“Data” can seem like an abstract term – What counts as data? Who decides what is counted? How is data created? What is it used for?
These questions are some of the ones you might ask when applying a Data Feminist framework to you research. Data Feminism goes beyond looking at the mechanics and logistics of data collection and analysis to undercover the influences of structural power and erasure in the collection, analysis, and application of data.
Data Feminism was developed by Catherine D’Ignazio and Lauren Kline, authors of the book Data Feminism. Their ideas are grounded in the work of Kimberle Crenshaw, the legal scholar credited with developing the concept of intersectionality. Using this lens, they seek to undercover the ways data science has caused harm to marginalized communities and the ways data justice can be used to remedy those harms in partnership with the communities we aim to help.
The Seven Principles of Data Feminism include:
- Examine power
- Challenge power
- Rethink binaries and hierarchies
- Elevate emotion and embodiment
- Embrace pluralism
- Consider context
- Make labor visible
Applying data feminist principles to your research might involve working with local communities to co-create consent forms, using data collection to fill gaps in available data about marginalized groups, prioritizing the use of open source, community-created tools, and properly acknowledging and compensating people involved in all stages of the research process. At the heart of this work is the questioning of whose interests drive research and how we can reorient those interests around social justice, equity, and community.

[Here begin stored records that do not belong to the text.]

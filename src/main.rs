// src/main.rs
// Demo composition root: wires the in-memory infrastructure and walks a
// booking through deposit -> create -> confirm -> cancel.

use std::sync::Arc;

use chrono::{Duration, Utc};
use rust_decimal::Decimal;

use bookpay::application::dto::{CancelBookingCommand, CreateBookingCommand, Pagination};
use bookpay::application::usecase::{
    BookingLifecycleUseCase, BookingManager, WalletManager, WalletOperationsUseCase,
};
use bookpay::config::Config;
use bookpay::domain::errors::AppResult;
use bookpay::domain::money::Money;
use bookpay::domain::repository::{CatalogService, Location, Provider};
use bookpay::infrastructure::event::LogEventDispatcher;
use bookpay::infrastructure::memory::{
    InMemoryBookingRepository, InMemoryProviderCatalog, InMemoryTimeSlotRepository,
    InMemoryWalletRepository, InMemoryWalletTransactionRepository,
};

#[tokio::main]
async fn main() -> AppResult<()> {
    let config = Config::from_env()?;
    config.init_logging()?;

    log::info!("Starting bookpay v{}", env!("CARGO_PKG_VERSION"));
    let currency = config.service.default_currency.clone();

    let bookings = Arc::new(InMemoryBookingRepository::new());
    let wallets = Arc::new(InMemoryWalletRepository::new());
    let transactions = Arc::new(InMemoryWalletTransactionRepository::new());
    let time_slots = Arc::new(InMemoryTimeSlotRepository::new());
    let catalog = Arc::new(InMemoryProviderCatalog::new());
    let dispatcher = Arc::new(LogEventDispatcher::new());

    seed_catalog(&catalog, &currency).await?;

    let wallet_ops = WalletManager::new(wallets.clone(), transactions.clone(), dispatcher.clone());
    let booking_ops = BookingManager::new(
        bookings,
        wallets,
        transactions,
        time_slots,
        catalog,
        dispatcher,
        config.refund.to_policy(),
    );

    let customer = "customer-demo";
    let provider = "provider-demo";

    wallet_ops.create_wallet(customer, &currency).await?;
    wallet_ops
        .deposit(
            customer,
            Money::new(Decimal::from(200_000), &currency)?,
            "initial top up",
        )
        .await?;

    let booking = booking_ops
        .create_booking(CreateBookingCommand {
            customer_id: customer.to_string(),
            provider_id: provider.to_string(),
            location_id: "location-demo".to_string(),
            staff_id: None,
            scheduled_date: (Utc::now() + Duration::days(3)).date_naive(),
            start_time: "10:00".to_string(),
            service_ids: vec!["service-haircut".to_string(), "service-spa".to_string()],
            is_home_service: false,
            service_address: None,
            customer_phone: Some("0900000000".to_string()),
            customer_email: None,
            notes: Some("demo booking".to_string()),
        })
        .await?;
    log::info!(
        "Booking {} created: total {}, status {}",
        booking.id,
        booking.total_amount,
        booking.status
    );

    let confirmed = booking_ops.confirm_booking(&booking.id, customer).await?;
    log::info!(
        "Booking confirmed, paid {}; wallet balance {}",
        confirmed.paid_amount,
        wallet_ops.get_wallet(customer).await?.balance
    );

    let cancelled = booking_ops
        .cancel_booking(CancelBookingCommand {
            booking_id: booking.id.clone(),
            actor_id: customer.to_string(),
            reason: "change of plans".to_string(),
        })
        .await?;
    log::info!(
        "Booking cancelled by {:?}; wallet balance {}",
        cancelled.cancelled_by,
        wallet_ops.get_wallet(customer).await?.balance
    );

    let statement = wallet_ops
        .list_transactions(customer, Pagination::default())
        .await?;
    log::info!("Wallet statement ({} entries):", statement.total);
    for tx in &statement.items {
        log::info!(
            "  {} {} -> balance {} ({})",
            tx.transaction_type,
            tx.amount,
            tx.balance_after,
            tx.description
        );
    }

    Ok(())
}

async fn seed_catalog(catalog: &InMemoryProviderCatalog, currency: &str) -> AppResult<()> {
    catalog
        .add_provider(Provider {
            id: "provider-demo".to_string(),
            active: true,
            supports_home_service: true,
        })
        .await;
    catalog
        .add_location(Location {
            id: "location-demo".to_string(),
            provider_id: "provider-demo".to_string(),
        })
        .await;
    catalog
        .add_service(CatalogService {
            id: "service-haircut".to_string(),
            provider_id: "provider-demo".to_string(),
            name: "Haircut".to_string(),
            price: Money::new(Decimal::from(100_000), currency)?,
            duration_minutes: 60,
            active: true,
        })
        .await;
    catalog
        .add_service(CatalogService {
            id: "service-spa".to_string(),
            provider_id: "provider-demo".to_string(),
            name: "Spa treatment".to_string(),
            price: Money::new(Decimal::from(50_000), currency)?,
            duration_minutes: 30,
            active: true,
        })
        .await;
    Ok(())
}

The Feminist Data Manifest-No, authored in part by Anita Say Chan, Associate Professor in the School of Information Sciences and the College of Media, provides additional principles to commit to in data feminist research. These resources, and the scholars and communities engaged in this work, demonstrate how data and research can be used to advance justice, reject neutrality, and prioritize those who have historically experienced the greatest harm at the hands of researchers.
The Data + Feminism Lab at the Massachusetts Institute of Technology, directed by D’Ignazio, is a research organization that “uses data and computational methods to work towards gender and racial equity, particularly as they relate to space and place”. They are members of the Design Justice Network, which seeks to bring together people interested in research that centers marginalized people and aims to address the ways research and data are used to cause harm. These groups provide examples for how to engage in data feminist and data-justice inspired research and action.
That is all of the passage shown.